Here’s where the magic happens: Amazon Application Recovery Controller (ARC) zonal shift for a Network Load Balancer (NLB) provides a mechanism to redirect external requests away from impaired Availability Zones. Enabling Zonal shift in EKS clusters handles your internal east-west Kubernetes traffic, while Istio service mesh extends your traffic management capabilities to external services through ServiceEntry resources. Together, they create a comprehensive safety net that can gracefully shift traffic away from an entire Availability Zone when things go sideways—before customers even notice.

Effective monitoring is crucial for detecting when an Availability Zone is experiencing degradation, particularly for gray failures that don’t trigger standard health checks. Organizations can monitor business-critical metrics and establish baseline performance expectations to identify subtle degradations and initiate procedures to shift traffic away from impaired AZs before customer impact becomes severe. Although monitoring is essential to this process, this post focuses specifically on the traffic shifting strategy rather than the monitoring implementation. For a comprehensive guide on building a robust monitoring solution to detect unhealthy or impaired AZs, refer to our companion post: Monitoring and automating recovery from AZ impairments in Amazon EKS with Istio and ARC Zonal Shift

In this post, we walk you through building this end-to-end recovery system, showing you exactly how to configure traffic shifting that protects your applications from Availability Zone impairments while maintaining the high availability that your business demands.

Solution overview

In this post, we walk you through a comprehensive runbook that uses Istio service mesh and ARC zonal shift for an NLB and Amazon EKS to provide uninterrupted operations when an Availability Zone is experiencing an impairment. Our approach addresses all three critical traffic patterns: north-south inbound traffic, east-west service-to-service communication, and outbound traffic to external dependencies. This creates a complete framework for maintaining application performance and reliability during Availability Zone disruptions. For demonstration purposes, we’ve created an application deployed across three Availability Zones that showcases all three traffic patterns we need to manage during Availability Zone impairment.
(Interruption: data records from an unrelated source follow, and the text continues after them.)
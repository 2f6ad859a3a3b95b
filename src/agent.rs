use std::collections::HashMap;
use std::sync::Arc;

use serde_json::json;

use crate::error::AgentError;
use crate::tools::ToolSpec;
use crate::tools::schema::{JsonType, Parameters};

/// Default model for agents that do not pick their own.
pub const DEFAULT_MODEL: &str = "nvidia/nvidia-nemotron-nano-9b-v2";

/// Wire-name prefix marking a synthetic handoff tool. The prefix exists only
/// at the model boundary; the runner resolves requested calls to a tagged
/// variant before acting on them.
pub const HANDOFF_TOOL_PREFIX: &str = "handoff_to_";

/// Derives the wire slug for an agent display name: lowercased, spaces
/// replaced with underscores.
pub(crate) fn handoff_slug(name: &str) -> String {
    name.to_lowercase().replace(' ', "_")
}

/// A configured persona: instructions, model target, sampling parameters,
/// owned tools, and the peers it may hand control to.
///
/// Agents are built once and read-only afterwards. Handoff tools are never
/// injected into an agent; the runner assembles a per-call effective tool
/// set instead, so one agent definition is safe to share across concurrent
/// runs.
#[derive(Debug)]
pub struct Agent {
    name: String,
    instructions: String,
    model: String,
    temperature: f32,
    max_tokens: u32,
    tools: Vec<ToolSpec>,
    tool_map: HashMap<String, usize>,
    handoffs: Vec<Arc<Agent>>,
    handoff_description: Option<String>,
}

impl Agent {
    pub fn builder(name: impl Into<String>) -> AgentBuilder {
        AgentBuilder::new(name)
    }

    pub fn name(&self) -> &str {
        &self.name
    }

    pub fn instructions(&self) -> &str {
        &self.instructions
    }

    pub fn model(&self) -> &str {
        &self.model
    }

    pub fn temperature(&self) -> f32 {
        self.temperature
    }

    pub fn max_tokens(&self) -> u32 {
        self.max_tokens
    }

    pub fn tools(&self) -> &[ToolSpec] {
        &self.tools
    }

    pub fn handoffs(&self) -> &[Arc<Agent>] {
        &self.handoffs
    }

    pub fn handoff_description(&self) -> Option<&str> {
        self.handoff_description.as_deref()
    }

    /// Exact-name tool lookup; absence rather than an error.
    pub fn tool(&self, name: &str) -> Option<&ToolSpec> {
        self.tool_map.get(name).map(|index| &self.tools[*index])
    }

    /// Case-insensitive lookup among declared handoff peers by display name.
    pub fn handoff_agent(&self, name: &str) -> Option<&Arc<Agent>> {
        self.handoffs
            .iter()
            .find(|peer| peer.name.eq_ignore_ascii_case(name))
    }

    /// Resolves a wire slug (the part after the handoff prefix) back to a
    /// declared peer.
    pub(crate) fn handoff_agent_by_slug(&self, slug: &str) -> Option<&Arc<Agent>> {
        self.handoffs
            .iter()
            .find(|peer| handoff_slug(&peer.name).eq_ignore_ascii_case(slug))
    }

    /// Synthesizes the tool other agents use to hand control to this one.
    ///
    /// `None` when the agent has no handoff description: it opts out of
    /// being a handoff target. The executed body is cosmetic; the runner
    /// recognizes the call and transfers control before execution.
    pub fn handoff_tool(&self) -> Option<ToolSpec> {
        let description = self.handoff_description.clone()?;
        let agent_name = self.name.clone();

        Some(
            ToolSpec::new(
                format!("{HANDOFF_TOOL_PREFIX}{}", handoff_slug(&self.name)),
                description,
            )
            .with_parameters(Parameters::new().optional(
                "reason",
                JsonType::String,
                "Reason for the handoff",
            ))
            .with_handler(move |args| {
                let agent_name = agent_name.clone();
                async move {
                    let reason = args
                        .get("reason")
                        .and_then(serde_json::Value::as_str)
                        .unwrap_or_default();
                    Ok(json!(format!("Handing off to {agent_name}: {reason}")))
                }
            }),
        )
    }
}

pub struct AgentBuilder {
    name: String,
    instructions: Option<String>,
    model: String,
    temperature: f32,
    max_tokens: u32,
    tools: Vec<ToolSpec>,
    handoffs: Vec<Arc<Agent>>,
    handoff_description: Option<String>,
}

impl AgentBuilder {
    pub fn new(name: impl Into<String>) -> Self {
        Self {
            name: name.into(),
            instructions: None,
            model: DEFAULT_MODEL.to_string(),
            temperature: 0.7,
            max_tokens: 2048,
            tools: Vec::new(),
            handoffs: Vec::new(),
            handoff_description: None,
        }
    }

    pub fn instructions(mut self, instructions: impl Into<String>) -> Self {
        self.instructions = Some(instructions.into());
        self
    }

    pub fn model(mut self, model: impl Into<String>) -> Self {
        self.model = model.into();
        self
    }

    pub fn temperature(mut self, temperature: f32) -> Self {
        self.temperature = temperature;
        self
    }

    pub fn max_tokens(mut self, max_tokens: u32) -> Self {
        self.max_tokens = max_tokens;
        self
    }

    pub fn tool(mut self, tool: ToolSpec) -> Self {
        self.tools.push(tool);
        self
    }

    pub fn tools(mut self, tools: Vec<ToolSpec>) -> Self {
        self.tools.extend(tools);
        self
    }

    pub fn handoff(mut self, agent: Arc<Agent>) -> Self {
        self.handoffs.push(agent);
        self
    }

    pub fn handoffs(mut self, agents: Vec<Arc<Agent>>) -> Self {
        self.handoffs.extend(agents);
        self
    }

    /// Marks this agent as a valid handoff target; the text becomes the
    /// synthetic handoff tool's description.
    pub fn handoff_description(mut self, description: impl Into<String>) -> Self {
        self.handoff_description = Some(description.into());
        self
    }

    pub fn build(self) -> Result<Agent, AgentError> {
        if self.name.trim().is_empty() {
            return Err(AgentError::Config("agent name must not be empty".to_string()));
        }

        let Some(instructions) = self.instructions else {
            return Err(AgentError::Config(format!(
                "agent '{}' must have instructions",
                self.name
            )));
        };

        let mut tool_map = HashMap::new();
        for (index, tool) in self.tools.iter().enumerate() {
            if tool_map.insert(tool.name().to_string(), index).is_some() {
                return Err(AgentError::Config(format!(
                    "duplicate tool registered on agent '{}': {}",
                    self.name,
                    tool.name()
                )));
            }
        }

        Ok(Agent {
            name: self.name,
            instructions,
            model: self.model,
            temperature: self.temperature,
            max_tokens: self.max_tokens,
            tools: self.tools,
            tool_map,
            handoffs: self.handoffs,
            handoff_description: self.handoff_description,
        })
    }
}

#[cfg(test)]
mod tests {
    use super::*;

    fn peer(name: &str, description: Option<&str>) -> Arc<Agent> {
        let mut builder = Agent::builder(name).instructions("specialist");
        if let Some(description) = description {
            builder = builder.handoff_description(description);
        }
        Arc::new(builder.build().expect("agent builds"))
    }

    #[test]
    fn build_rejects_duplicate_tool_names() {
        let err = Agent::builder("Router")
            .instructions("route")
            .tool(ToolSpec::new("alert", "first"))
            .tool(ToolSpec::new("alert", "second"))
            .build()
            .expect_err("must fail");

        assert!(matches!(err, AgentError::Config(_)));
    }

    #[test]
    fn build_requires_instructions() {
        let err = Agent::builder("Router").build().expect_err("must fail");
        assert!(matches!(err, AgentError::Config(_)));
    }

    #[test]
    fn handoff_agent_lookup_is_case_insensitive() {
        let fire = peer("Fire Safety Agent", Some("fire hazards"));
        let router = Agent::builder("Safety Router Agent")
            .instructions("route")
            .handoff(fire.clone())
            .build()
            .expect("agent builds");

        assert!(router.handoff_agent("fire safety agent").is_some());
        assert!(router.handoff_agent("FIRE SAFETY AGENT").is_some());
        assert!(router.handoff_agent("Medical Agent").is_none());
    }

    #[test]
    fn handoff_slug_round_trips_through_peer_lookup() {
        let fire = peer("Fire Safety Agent", Some("fire hazards"));
        let router = Agent::builder("Safety Router Agent")
            .instructions("route")
            .handoff(fire.clone())
            .build()
            .expect("agent builds");

        let slug = handoff_slug(fire.name());
        assert_eq!(slug, "fire_safety_agent");
        assert!(router.handoff_agent_by_slug(&slug).is_some());
        assert!(router.handoff_agent_by_slug("unknown_agent").is_none());
    }

    #[test]
    fn handoff_tool_requires_a_description() {
        let describable = peer("Fire Safety Agent", Some("Use for fire hazards"));
        let tool = describable.handoff_tool().expect("tool synthesized");
        assert_eq!(tool.name(), "handoff_to_fire_safety_agent");
        assert_eq!(tool.description(), "Use for fire hazards");

        let silent = peer("Scratch Agent", None);
        assert!(silent.handoff_tool().is_none());
    }

    #[tokio::test]
    async fn handoff_tool_body_is_cosmetic() {
        let fire = peer("Fire Safety Agent", Some("fire hazards"));
        let tool = fire.handoff_tool().expect("tool synthesized");

        let value = tool
            .execute(serde_json::json!({"reason": "visible flames"}))
            .await
            .expect("tool executes");
        assert_eq!(
            value,
            serde_json::json!("Handing off to Fire Safety Agent: visible flames")
        );
    }
}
This is shown in the architecture depicted in the following figure.

The demonstration environment consists of the following:

Two microservices deployed across three AZs in Amazon EKS:
- Frontend service: A frontend service exposed to the internet through an NLB
- DB-info service: A backend service that connects to an Amazon Aurora MySQL-Compatible Edition database
- Istio service mesh running in sidecar mode: Each pod has an Istio sidecar container (Envoy proxy). This controls and manages service-to-service communication and controls outbound traffic to external dependencies. Ambient mode can also be used with its recent supports for DestinationRule and ServiceEntries.
Amazon Aurora MySQL cluster with three reader replicas:
- One reader replica deployed in each Availability Zone
- A cluster endpoint for write operations
- Reader endpoints for read operations

Figure 1: End-to-end AZ impairment recovery architecture

Prerequisites

The following prerequisites are necessary to complete this solution:

An active Amazon Web Services (AWS) account with appropriate permissions
An Amazon EKS cluster running across multiple Availability Zones (v1.33 or above) with AWS Load Balancer Controller installed
Enable ARC zonal shift for your EKS cluster
Install and configure Istio (sidecar mode)
AWS Command Line Interface (AWS CLI) and kubectl installed and configured
A basic understanding of Kubernetes and microservices architecture
Amazon Aurora cluster with three reader endpoints, with each one in a different Availability Zone

Walkthrough

The following steps walk you through the solution and how to deploy.

Create Aurora cluster with three reader endpoints, with each one in a different Availability Zone

Refer to the documentation Creating and connecting to an Aurora MySQL DB cluster. For creating a read replica, refer to the documentation Creating a read replica for Aurora MySQL.

Create a three node EKS cluster in three different Availability Zones

You can use Amazon EKS Blueprints for Terraform to deploy an EKS cluster. Refer to Istio sidecar pattern for the Terraform code. This deploys Istio controller and Istio ingress backed by an NLB.

Deploy Istio Gateway, VirtualService, and sample application

Clone the sample-eks-az-traffic-shift repository and execute the readme.md steps 1 to 5 under the quick start section.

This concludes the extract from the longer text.